Saved entries
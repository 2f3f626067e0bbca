use rand::Rng;
use rand::seq::SliceRandom;

use quiz_core::model::{Question, QuizConfig};

/// Endless stream of pool indices: shuffle the pool, drain it, reshuffle a fresh copy.
///
/// Every full pass yields each index exactly once, so `n` draws contain every
/// index at least `n / pool_len` times.
pub struct ResampleStream<'r, R: Rng + ?Sized> {
    pool_len: usize,
    bag: Vec<usize>,
    rng: &'r mut R,
}

impl<'r, R: Rng + ?Sized> ResampleStream<'r, R> {
    pub fn new(pool_len: usize, rng: &'r mut R) -> Self {
        Self {
            pool_len,
            bag: Vec::with_capacity(pool_len),
            rng,
        }
    }
}

impl<R: Rng + ?Sized> Iterator for ResampleStream<'_, R> {
    type Item = usize;

    fn next(&mut self) -> Option<usize> {
        if self.pool_len == 0 {
            return None;
        }
        if self.bag.is_empty() {
            self.bag.extend(0..self.pool_len);
            self.bag.shuffle(&mut *self.rng);
        }
        self.bag.pop()
    }
}

/// Builds the working sequence of a session from the flattened pool.
pub struct SequenceBuilder<'a> {
    config: &'a QuizConfig,
}

impl<'a> SequenceBuilder<'a> {
    #[must_use]
    pub fn new(config: &'a QuizConfig) -> Self {
        Self { config }
    }

    /// Produce the questions a session will present, in order.
    ///
    /// - With a sample size, exactly that many draws from `ResampleStream`.
    /// - Otherwise the whole pool, shuffled when `shuffle_questions` is set.
    pub fn build<R: Rng + ?Sized>(self, pool: &[Question], rng: &mut R) -> Vec<Question> {
        if let Some(sample) = self.config.sample_size() {
            let take = usize::try_from(sample).unwrap_or(usize::MAX);
            return ResampleStream::new(pool.len(), rng)
                .take(take)
                .map(|index| pool[index].clone())
                .collect();
        }

        let mut sequence = pool.to_vec();
        if self.config.shuffle_questions() {
            sequence.shuffle(rng);
        }
        sequence
    }
}

/// Display order of one question's options.
///
/// `displayed[pos]` is the original index of the option shown at `pos`. The
/// question itself is never reordered, so scoring stays on original indices.
#[derive(Debug, Clone, PartialEq, Eq)]
pub struct OptionOrder {
    displayed: Vec<usize>,
}

impl OptionOrder {
    #[must_use]
    pub fn identity(len: usize) -> Self {
        Self {
            displayed: (0..len).collect(),
        }
    }

    /// Uniform random permutation of `len` options.
    pub fn shuffled<R: Rng + ?Sized>(len: usize, rng: &mut R) -> Self {
        let mut order = Self::identity(len);
        order.displayed.shuffle(rng);
        order
    }

    /// Order for `question`, shuffled when the config asks for it.
    pub fn for_question<R: Rng + ?Sized>(
        question: &Question,
        config: &QuizConfig,
        rng: &mut R,
    ) -> Self {
        if config.shuffle_options() {
            Self::shuffled(question.option_count(), rng)
        } else {
            Self::identity(question.option_count())
        }
    }

    #[must_use]
    pub fn len(&self) -> usize {
        self.displayed.len()
    }

    #[must_use]
    pub fn is_empty(&self) -> bool {
        self.displayed.is_empty()
    }

    /// Original option index shown at display position `pos`.
    #[must_use]
    pub fn original_index(&self, pos: usize) -> Option<usize> {
        self.displayed.get(pos).copied()
    }

    /// Display position of the option with original index `original`.
    #[must_use]
    pub fn display_position(&self, original: usize) -> Option<usize> {
        self.displayed.iter().position(|&idx| idx == original)
    }

    /// Original indices in display order.
    pub fn iter(&self) -> impl Iterator<Item = usize> + '_ {
        self.displayed.iter().copied()
    }
}

#[cfg(test)]
mod tests {
    use super::*;
    use crate::random::RandomSource;
    use quiz_core::model::{QuestionId, QuizConfigDraft, Scoring};
    use std::collections::HashMap;

    fn question(id: u64) -> Question {
        Question::new(
            QuestionId::new(id),
            format!("Q{id}"),
            vec!["a".into(), "b".into(), "c".into(), "d".into()],
            Scoring::Binary {
                correct: 0,
                explanation: String::new(),
            },
        )
        .unwrap()
    }

    fn pool(n: u64) -> Vec<Question> {
        (1..=n).map(question).collect()
    }

    #[test]
    fn sampling_fills_exact_length_and_covers_pool_evenly() {
        let config = QuizConfigDraft {
            sample_size: Some(23),
            ..QuizConfigDraft::default()
        }
        .validate()
        .unwrap();
        let pool = pool(5);
        let mut rng = RandomSource::seeded(11).rng();

        let sequence = SequenceBuilder::new(&config).build(&pool, &mut rng);
        assert_eq!(sequence.len(), 23);

        let mut counts: HashMap<QuestionId, usize> = HashMap::new();
        for q in &sequence {
            *counts.entry(q.id()).or_default() += 1;
        }
        assert_eq!(counts.len(), 5);
        assert!(counts.values().all(|&c| c >= 23 / 5));
    }

    #[test]
    fn sample_smaller_than_pool_has_no_repeats() {
        let config = QuizConfigDraft {
            sample_size: Some(3),
            ..QuizConfigDraft::default()
        }
        .validate()
        .unwrap();
        let pool = pool(10);
        let mut rng = RandomSource::seeded(3).rng();

        let sequence = SequenceBuilder::new(&config).build(&pool, &mut rng);
        let mut ids: Vec<_> = sequence.iter().map(Question::id).collect();
        ids.sort();
        ids.dedup();
        assert_eq!(ids.len(), 3);
    }

    #[test]
    fn unshuffled_sequence_keeps_pool_order() {
        let config = QuizConfig::default();
        let pool = pool(4);
        let mut rng = RandomSource::seeded(1).rng();
        let sequence = SequenceBuilder::new(&config).build(&pool, &mut rng);
        assert_eq!(sequence, pool);
    }

    #[test]
    fn shuffled_sequence_is_a_permutation() {
        let config = QuizConfigDraft {
            shuffle_questions: true,
            ..QuizConfigDraft::default()
        }
        .validate()
        .unwrap();
        let pool = pool(8);
        let mut rng = RandomSource::seeded(5).rng();
        let mut ids: Vec<_> = SequenceBuilder::new(&config)
            .build(&pool, &mut rng)
            .iter()
            .map(Question::id)
            .collect();
        ids.sort();
        assert_eq!(ids, pool.iter().map(Question::id).collect::<Vec<_>>());
    }

    #[test]
    fn resample_stream_of_empty_pool_ends() {
        let mut rng = RandomSource::seeded(0).rng();
        assert_eq!(ResampleStream::new(0, &mut rng).next(), None);
    }

    #[test]
    fn option_order_maps_both_ways() {
        let mut rng = RandomSource::seeded(42).rng();
        let order = OptionOrder::shuffled(5, &mut rng);
        assert_eq!(order.len(), 5);
        for pos in 0..5 {
            let original = order.original_index(pos).unwrap();
            assert_eq!(order.display_position(original), Some(pos));
        }
        assert_eq!(order.original_index(5), None);

        let mut seen: Vec<_> = order.iter().collect();
        seen.sort_unstable();
        assert_eq!(seen, vec![0, 1, 2, 3, 4]);
    }
}
use async_trait::async_trait;
use std::collections::HashMap;
use std::sync::{Arc, Mutex};
use thiserror::Error;

/// Errors surfaced by storage adapters.
#[derive(Debug, Error)]
#[non_exhaustive]
pub enum StorageError {
    #[error("connection error: {0}")]
    Connection(String),

    #[error("serialization error: {0}")]
    Serialization(String),
}

/// Per-device key-value store for quiz progress.
///
/// Values are plain strings; callers own the encoding and must tolerate
/// missing or unparseable values.
#[async_trait]
pub trait ProgressStore: Send + Sync {
    /// Read the value stored under `key`.
    ///
    /// # Errors
    ///
    /// Returns `StorageError` if the backend cannot be read.
    async fn get_value(&self, key: &str) -> Result<Option<String>, StorageError>;

    /// Insert or replace the value under `key`.
    ///
    /// # Errors
    ///
    /// Returns `StorageError` if the value cannot be stored.
    async fn set_value(&self, key: &str, value: &str) -> Result<(), StorageError>;

    /// Delete the value under `key`, if any.
    ///
    /// # Errors
    ///
    /// Returns `StorageError` if the backend cannot be written.
    async fn remove_value(&self, key: &str) -> Result<(), StorageError>;
}

/// Simple in-memory store for tests and sessions that should not outlive the process.
#[derive(Clone, Default)]
pub struct InMemoryRepository {
    values: Arc<Mutex<HashMap<String, String>>>,
}

impl InMemoryRepository {
    #[must_use]
    pub fn new() -> Self {
        Self {
            values: Arc::new(Mutex::new(HashMap::new())),
        }
    }
}

#[async_trait]
impl ProgressStore for InMemoryRepository {
    async fn get_value(&self, key: &str) -> Result<Option<String>, StorageError> {
        let guard = self
            .values
            .lock()
            .map_err(|e| StorageError::Connection(e.to_string()))?;
        Ok(guard.get(key).cloned())
    }

    async fn set_value(&self, key: &str, value: &str) -> Result<(), StorageError> {
        let mut guard = self
            .values
            .lock()
            .map_err(|e| StorageError::Connection(e.to_string()))?;
        guard.insert(key.to_string(), value.to_string());
        Ok(())
    }

    async fn remove_value(&self, key: &str) -> Result<(), StorageError> {
        let mut guard = self
            .values
            .lock()
            .map_err(|e| StorageError::Connection(e.to_string()))?;
        guard.remove(key);
        Ok(())
    }
}

/// Store handles behind trait objects for easy backend swapping.
#[derive(Clone)]
pub struct Storage {
    pub progress: Arc<dyn ProgressStore>,
}

impl Storage {
    #[must_use]
    pub fn in_memory() -> Self {
        let progress: Arc<dyn ProgressStore> = Arc::new(InMemoryRepository::new());
        Self { progress }
    }
}

#[cfg(test)]
mod tests {
    use super::*;

    #[tokio::test]
    async fn stores_and_overwrites_values() {
        let repo = InMemoryRepository::new();
        assert_eq!(repo.get_value("quiz:position").await.unwrap(), None);

        repo.set_value("quiz:position", "3").await.unwrap();
        repo.set_value("quiz:position", "4").await.unwrap();
        assert_eq!(
            repo.get_value("quiz:position").await.unwrap().as_deref(),
            Some("4")
        );

        repo.remove_value("quiz:position").await.unwrap();
        assert_eq!(repo.get_value("quiz:position").await.unwrap(), None);
    }

    #[tokio::test]
    async fn clones_share_the_same_values() {
        let repo = InMemoryRepository::new();
        let other = repo.clone();
        repo.set_value("k", "v").await.unwrap();
        assert_eq!(other.get_value("k").await.unwrap().as_deref(), Some("v"));
    }

    #[tokio::test]
    async fn storage_in_memory_is_usable_through_trait_object() {
        let storage = Storage::in_memory();
        storage.progress.set_value("a:score", "10").await.unwrap();
        assert_eq!(
            storage.progress.get_value("a:score").await.unwrap().as_deref(),
            Some("10")
        );
    }
}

How to complete this task> Reproduce the records above exactly, from the first line through the line containing "pub fn new(pool_len: usize, rng: &'r", and output nothing else.

Task result>
repository 2f3f626067e0bbca
use rand::Rng;
use rand::seq::SliceRandom;

use quiz_core::model::{Question, QuizConfig};

/// Endless stream of pool indices: shuffle the pool, drain it, reshuffle a fresh copy.
///
/// Every full pass yields each index exactly once, so `n` draws contain every
/// index at least `n / pool_len` times.
pub struct ResampleStream<'r, R: Rng + ?Sized> {
    pool_len: usize,
    bag: Vec<usize>,
    rng: &'r mut R,
}

impl<'r, R: Rng + ?Sized> ResampleStream<'r, R> {
    pub fn new(pool_len: usize, rng: &'r mut R) -> Self {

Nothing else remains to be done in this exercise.